Context()->variables->are(
x => 'Real',
dx => 'Real',
y => 'Real',
dy => 'Real'
);
Context()->flags->set(reduceConstants => 0);
# limits of integration
$a = random(1, 5, 1);
$b = $a + random(1, 4, 1);
do { $c = random(1, 5, 1); } until ($c != $a);
do { $d = $c + random(1, 4, 1); } until ($d != $b);
# integrand and volume
$f = Formula('x * y');
$V = Formula("($b^2-$a^2) * ($d^2-$c^2) / 4");
# differentials and limits of integration
# Case 0, element 0 of each array below, is if the order of integration is dx dy
# Case 1, element 1 of each array below, is if the order of integration is dy dx
# 'id' and 'od' stand for inner and outer differential
@id = (Formula('dx'), Formula('dy')); # (case 0, case 1)
@od = (Formula('dy'), Formula('dx')); # (case 0, case 1)

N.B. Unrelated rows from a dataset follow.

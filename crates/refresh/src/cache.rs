//! Single-slot, file-backed cache of the processed dataset.
//!
//! Readers take a cheap `Arc` clone of the current entry under a shared
//! lock; `save` swaps in a whole new entry under the exclusive lock, so a
//! reader always sees one complete snapshot. The file is replaced with a
//! temp-file rename and only read once, at open.

use chrono::{DateTime, Utc};
use common::{CacheError, Dataset};
use serde::{Deserialize, Serialize};
use std::path::{Path, PathBuf};
use std::sync::{Arc, PoisonError, RwLock};
use std::time::Duration;
use tracing::{debug, info, warn};

/// How long a snapshot is served without refetching.
pub const CACHE_TTL: Duration = Duration::from_secs(6 * 60 * 60);

/// A processed dataset with the time it was produced.
#[derive(Debug, Clone, PartialEq, Serialize, Deserialize)]
pub struct CacheEntry {
    pub timestamp: DateTime<Utc>,
    pub data: Dataset,
}

impl CacheEntry {
    pub fn new(data: Dataset) -> Self {
        Self {
            timestamp: Utc::now(),
            data,
        }
    }

    /// `0 <= now - timestamp < ttl`.
    ///
    /// A timestamp ahead of `now` (clock skew, hand-edited file) is stale so
    /// the next request refetches and replaces it.
    pub fn is_fresh_at(&self, now: DateTime<Utc>, ttl: Duration) -> bool {
        let age = now.signed_duration_since(self.timestamp);
        if age < chrono::Duration::zero() {
            warn!(
                "Cached snapshot is timestamped {} in the future; treating as stale",
                self.timestamp
            );
            return false;
        }
        match chrono::Duration::from_std(ttl) {
            Ok(ttl) => age < ttl,
            Err(_) => true,
        }
    }
}

/// Owned handle to the cache slot and its backing file.
#[derive(Debug)]
pub struct CacheStore {
    path: PathBuf,
    ttl: Duration,
    slot: RwLock<Option<Arc<CacheEntry>>>,
}

impl CacheStore {
    /// Open the store, loading any persisted entry.
    ///
    /// A missing or unreadable file leaves the cache cold.
    pub fn open(path: impl Into<PathBuf>, ttl: Duration) -> Self {
        let path = path.into();
        let entry = match read_entry(&path) {
            Ok(Some(entry)) => {
                info!(
                    "Loaded cached snapshot from {} ({} players, taken {})",
                    path.display(),
                    entry.data.len(),
                    entry.timestamp
                );
                Some(Arc::new(entry))
            }
            Ok(None) => {
                debug!("No cache file at {}", path.display());
                None
            }
            Err(e) => {
                warn!("Ignoring unreadable cache {}: {}", path.display(), e);
                None
            }
        };

        Self {
            path,
            ttl,
            slot: RwLock::new(entry),
        }
    }

    pub fn path(&self) -> &Path {
        &self.path
    }

    pub fn ttl(&self) -> Duration {
        self.ttl
    }

    /// Current entry if it is still within the TTL.
    pub fn load_if_fresh(&self) -> Option<Arc<CacheEntry>> {
        self.load_if_fresh_at(Utc::now())
    }

    pub fn load_if_fresh_at(&self, now: DateTime<Utc>) -> Option<Arc<CacheEntry>> {
        self.load_regardless()
            .filter(|entry| entry.is_fresh_at(now, self.ttl))
    }

    /// Current entry, however old.
    pub fn load_regardless(&self) -> Option<Arc<CacheEntry>> {
        self.slot
            .read()
            .unwrap_or_else(PoisonError::into_inner)
            .clone()
    }

    /// Replace the slot with `{timestamp: now, data}` and persist it.
    ///
    /// The new entry is served from memory even if the write fails; the
    /// failure is logged.
    pub fn save(&self, data: Dataset) -> Arc<CacheEntry> {
        let entry = Arc::new(CacheEntry::new(data));

        match write_entry(&self.path, &entry) {
            Ok(()) => debug!("Persisted {} players to {}", entry.data.len(), self.path.display()),
            Err(e) => warn!("Failed to persist cache to {}: {}", self.path.display(), e),
        }

        *self.slot.write().unwrap_or_else(PoisonError::into_inner) = Some(entry.clone());
        entry
    }
}

/// Read a persisted entry. `Ok(None)` when the file does not exist.
pub fn read_entry(path: &Path) -> Result<Option<CacheEntry>, CacheError> {
    let contents = match std::fs::read_to_string(path) {
        Ok(c) => c,
        Err(e) if e.kind() == std::io::ErrorKind::NotFound => return Ok(None),
        Err(e) => return Err(CacheError::Io(e)),
    };

    serde_json::from_str(&contents)
        .map(Some)
        .map_err(|e| CacheError::Corrupt(e.to_string()))
}

/// Write `entry` to `path` via a sibling temp file and rename.
pub fn write_entry(path: &Path, entry: &CacheEntry) -> Result<(), CacheError> {
    let json = serde_json::to_vec(entry).map_err(|e| CacheError::Corrupt(e.to_string()))?;

    let mut tmp = path.as_os_str().to_owned();
    tmp.push(".tmp");
    let tmp = PathBuf::from(tmp);

    std::fs::write(&tmp, json)?;
    std::fs::rename(&tmp, path)?;
    Ok(())
}
//! # wrapped-story
//!
//! Last stage of the ai-wrapped pipeline.
//!
//! - [`StoryComposer`]: ordered, themed story steps from an analytics result
//! - [`TextGenerator`]: async collaborator for topic and persona text, with
//!   [`ApiGenerator`] (OpenAI-compatible or Anthropic) and [`MockGenerator`]
//! - [`encode_share_token`] / [`decode_share_token`]: URL-safe snapshots
//! - [`WrappedPipeline`]: parse, aggregate, compose and encode in one call

pub mod composer;
pub mod format;
pub mod generator;
pub mod pipeline;
pub mod share;
pub mod step;

pub use composer::{sample_messages, StoryComposer};
pub use generator::{
    ApiGenerator, ApiGeneratorConfig, GenerationError, MockGenerator, TextGenerator, TopicSummary,
};
pub use pipeline::{WrappedPipeline, WrappedReport};
pub use share::{decode_share_token, encode_share_token};
pub use step::{ChartPoint, Step, StepKind, Theme};
//! Error types for ai-wrapped.

use thiserror::Error;

/// How a caller should present an error to the user.
#[derive(Debug, Clone, Copy, PartialEq, Eq)]
pub enum ErrorCategory {
    /// Wrong file or wrong platform selected
    WrongInput,
    /// Input was readable but held nothing to analyze
    NoData,
    /// Programmer or environment error
    Internal,
}

/// Unified error type for the parse/aggregate pipeline.
#[derive(Debug, Error)]
pub enum WrappedError {
    /// Malformed or unrecognized export document
    #[error(
        "Failed to parse {platform} export: {reason}. Please re-export your data from {platform} and try again."
    )]
    Parse { platform: String, reason: String },

    /// Unsupported platform selector or invalid settings
    #[error("Configuration error: {0}")]
    Configuration(String),

    /// Well-formed input without a single usable message
    #[error("No messages found in the provided conversation data. Please check your export file.")]
    EmptyDataset,

    /// Share token was not valid base64 or not the expected payload
    #[error("Invalid share token: {0}")]
    InvalidShareToken(String),

    /// Serialization/deserialization error
    #[error("Serialization error: {0}")]
    Serialization(#[from] serde_json::Error),
}

impl WrappedError {
    /// Create a parse error for a platform.
    pub fn parse(platform: impl std::fmt::Display, reason: impl Into<String>) -> Self {
        Self::Parse {
            platform: platform.to_string(),
            reason: reason.into(),
        }
    }

    /// Create a configuration error.
    pub fn config(message: impl Into<String>) -> Self {
        Self::Configuration(message.into())
    }

    /// Create a share-token error.
    pub fn share_token(message: impl Into<String>) -> Self {
        Self::InvalidShareToken(message.into())
    }

    /// Category used to pick user-facing messaging.
    pub fn category(&self) -> ErrorCategory {
        match self {
            WrappedError::Parse { .. } | WrappedError::InvalidShareToken(_) => {
                ErrorCategory::WrongInput
            }
            WrappedError::EmptyDataset => ErrorCategory::NoData,
            WrappedError::Configuration(_) | WrappedError::Serialization(_) => {
                ErrorCategory::Internal
            }
        }
    }
}
//! Decoder for tree-structured exports (`conversations.json`).
//!
//! Each conversation holds a `mapping` of node-id to node; a node may carry
//! a message. Branches (regenerated answers) are all kept and ordered by
//! timestamp.

use std::collections::{BTreeMap, HashSet};

use chrono::{DateTime, Datelike, Utc};
use serde::Deserialize;
use serde_json::Value;
use tracing::{debug, warn};

use wrapped_types::{Author, Conversation, Message, Platform, WrappedError};

use crate::content::MessageContent;
use crate::parser::{conversation_records, require_conversations, unique_id, ExportParser};
use crate::timestamp::from_epoch_seconds;

#[derive(Debug, Deserialize)]
struct RawConversation {
    #[serde(default)]
    id: Option<String>,
    #[serde(default)]
    conversation_id: Option<String>,
    #[serde(default)]
    title: Option<String>,
    #[serde(default)]
    create_time: Option<f64>,
    mapping: BTreeMap<String, RawNode>,
}

#[derive(Debug, Deserialize)]
struct RawNode {
    #[serde(default)]
    message: Option<RawMessage>,
}

#[derive(Debug, Deserialize)]
struct RawMessage {
    #[serde(default)]
    author: Option<RawAuthor>,
    #[serde(default)]
    content: Option<MessageContent>,
    #[serde(default)]
    create_time: Option<f64>,
    #[serde(default)]
    metadata: Option<Value>,
}

#[derive(Debug, Deserialize)]
struct RawAuthor {
    #[serde(default)]
    role: Option<String>,
}

impl RawMessage {
    fn is_hidden(&self) -> bool {
        self.metadata
            .as_ref()
            .and_then(|m| m.get("is_visually_hidden_from_conversation"))
            .and_then(Value::as_bool)
            .unwrap_or(false)
    }
}

/// Parser for ChatGPT data exports.
#[derive(Debug, Default, Clone)]
pub struct ChatGptParser;

impl ChatGptParser {
    /// Create a new parser.
    pub fn new() -> Self {
        Self
    }

    fn decode_conversation(
        &self,
        index: usize,
        raw: RawConversation,
        seen: &mut HashSet<String>,
    ) -> Option<Conversation> {
        let conversation_ts = raw.create_time.filter(|t| *t > 0.0);

        let messages: Vec<Message> = raw
            .mapping
            .into_values()
            .filter_map(|node| decode_message(node.message?, conversation_ts))
            .collect();

        if messages.is_empty() {
            debug!(index, "Dropping conversation without usable messages");
            return None;
        }

        let created_at = conversation_ts
            .map(|t| t as i64)
            .or_else(|| messages.iter().map(|m| m.timestamp.timestamp()).min())
            .unwrap_or_default();

        let id = unique_id(raw.id.or(raw.conversation_id), Platform::ChatGpt, index, seen);
        let title = raw
            .title
            .filter(|t| !t.trim().is_empty())
            .unwrap_or_else(|| Conversation::UNTITLED.to_string());

        Some(Conversation::new(id, title, created_at, messages))
    }
}

/// Decode one node message, or `None` if it must be skipped.
fn decode_message(message: RawMessage, conversation_ts: Option<f64>) -> Option<Message> {
    let author = match message.author.as_ref()?.role.as_deref()? {
        "user" => Author::User,
        "assistant" => Author::Assistant,
        "system" => return None,
        _ => Author::Tool,
    };

    if message.is_hidden() {
        return None;
    }

    let secs = message
        .create_time
        .filter(|t| *t > 0.0)
        .or(conversation_ts)
        .unwrap_or(0.0);
    let timestamp = resolve_timestamp(secs)?;

    let content = message.content?.into_text();
    if content.is_empty() {
        return None;
    }

    Some(Message::new(author, content, timestamp))
}

/// Zero or 1970 timestamps are artifacts of incomplete records.
fn resolve_timestamp(secs: f64) -> Option<DateTime<Utc>> {
    from_epoch_seconds(secs).filter(|ts| ts.year() > 1970)
}

impl ExportParser for ChatGptParser {
    fn platform(&self) -> Platform {
        Platform::ChatGpt
    }

    fn parse(&self, raw: &str) -> Result<Vec<Conversation>, WrappedError> {
        let records = conversation_records(raw, Platform::ChatGpt)?;
        let record_count = records.len();

        let mut seen = HashSet::new();
        let mut conversations = Vec::with_capacity(record_count);

        for (index, record) in records.into_iter().enumerate() {
            let convo: RawConversation = match serde_json::from_value(record) {
                Ok(convo) => convo,
                Err(e) => {
                    warn!(index, error = %e, "Skipping malformed conversation record");
                    continue;
                }
            };
            if let Some(convo) = self.decode_conversation(index, convo, &mut seen) {
                conversations.push(convo);
            }
        }

        require_conversations(Platform::ChatGpt, record_count, conversations)
    }
}

#[cfg(test)]
mod tests {
    use super::*;
    use pretty_assertions::assert_eq;
    use serde_json::json;

    fn node(role: &str, parts: Value, create_time: Value) -> Value {
        json!({
            "message": {
                "author": {"role": role},
                "content": {"content_type": "text", "parts": parts},
                "create_time": create_time,
            }
        })
    }

    fn parse(doc: Value) -> Result<Vec<Conversation>, WrappedError> {
        ChatGptParser::new().parse(&doc.to_string())
    }

    #[test]
    fn test_skips_system_hidden_and_empty() {
        let doc = json!([{
            "id": "c1",
            "title": "Trip planning",
            "create_time": 1_709_632_800.0,
            "mapping": {
                "root": {"message": null},
                "a": node("system", json!(["You are helpful"]), json!(1_709_632_801.0)),
                "b": node("user", json!(["Plan a trip to Lisbon"]), json!(1_709_632_900.0)),
                "c": {
                    "message": {
                        "author": {"role": "user"},
                        "content": {"content_type": "text", "parts": ["hidden context"]},
                        "create_time": 1_709_632_850.0,
                        "metadata": {"is_visually_hidden_from_conversation": true}
                    }
                },
                "d": node("assistant", json!(["   "]), json!(1_709_632_950.0)),
                "e": node("assistant", json!(["Here is a plan"]), json!(1_709_633_000.0)),
            }
        }]);

        let convos = parse(doc).unwrap();
        assert_eq!(convos.len(), 1);
        let contents: Vec<&str> = convos[0].messages.iter().map(|m| m.content.as_str()).collect();
        assert_eq!(contents, vec!["Plan a trip to Lisbon", "Here is a plan"]);
    }

    #[test]
    fn test_messages_sorted_chronologically() {
        let doc = json!([{
            "id": "c1",
            "create_time": 1_709_632_800.0,
            "mapping": {
                "a": node("assistant", json!(["later"]), json!(1_709_640_000.0)),
                "b": node("user", json!(["earlier"]), json!(1_709_635_000.0)),
            }
        }]);

        let convos = parse(doc).unwrap();
        assert_eq!(convos[0].messages[0].content, "earlier");
        assert_eq!(convos[0].messages[1].content, "later");
    }

    #[test]
    fn test_timestamp_falls_back_to_conversation() {
        let doc = json!([{
            "id": "c1",
            "create_time": 1_709_632_800.0,
            "mapping": {"a": node("user", json!(["hello"]), Value::Null)}
        }]);

        let convos = parse(doc).unwrap();
        assert_eq!(convos[0].messages[0].timestamp.timestamp(), 1_709_632_800);
        assert_eq!(convos[0].created_at, 1_709_632_800);
    }

    #[test]
    fn test_epoch_zero_messages_dropped() {
        let doc = json!([
            {
                "id": "no-times",
                "mapping": {"a": node("user", json!(["orphan"]), Value::Null)}
            },
            {
                "id": "ok",
                "mapping": {"a": node("user", json!(["kept"]), json!(1_709_632_800.0))}
            }
        ]);

        let convos = parse(doc).unwrap();
        assert_eq!(convos.len(), 1);
        assert_eq!(convos[0].id, "ok");
        assert_eq!(convos[0].created_at, 1_709_632_800);
    }

    #[test]
    fn test_defaults_for_missing_id_and_title() {
        let doc = json!([{
            "mapping": {"a": node("user", json!(["hi"]), json!(1_709_632_800.0))}
        }]);

        let convos = parse(doc).unwrap();
        assert_eq!(convos[0].id, "chatgpt-0");
        assert_eq!(convos[0].title, "Untitled Conversation");
    }

    #[test]
    fn test_tool_role_kept_as_tool() {
        let doc = json!([{
            "id": "c1",
            "mapping": {"a": node("tool", json!(["search results"]), json!(1_709_632_800.0))}
        }]);

        let convos = parse(doc).unwrap();
        assert_eq!(convos[0].messages[0].author, Author::Tool);
    }

    #[test]
    fn test_malformed_record_is_skipped() {
        let doc = json!([
            {"id": "broken", "mapping": "not a map"},
            {"id": "ok", "mapping": {"a": node("user", json!(["kept"]), json!(1_709_632_800.0))}}
        ]);

        let convos = parse(doc).unwrap();
        assert_eq!(convos.len(), 1);
        assert_eq!(convos[0].id, "ok");
    }

    #[test]
    fn test_flat_export_of_other_platform_fails() {
        let doc = json!([{"uuid": "x", "chat_messages": [{"sender": "human", "text": "hi"}]}]);
        let err = parse(doc).unwrap_err();
        assert!(matches!(err, WrappedError::Parse { .. }));
    }
}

# A = outer integral, lower limit
# B = outer integral, upper limit
# C = inner integral, lower limit
# D = inner integral, upper limit
@A = (Formula($c), Formula($a)); # (case 0, case 1)
@B = (Formula($d), Formula($b)); # (case 0, case 1)
@C = (Formula($a), Formula($c)); # (case 0, case 1)
@D = (Formula($b), Formula($d)); # (case 0, case 1)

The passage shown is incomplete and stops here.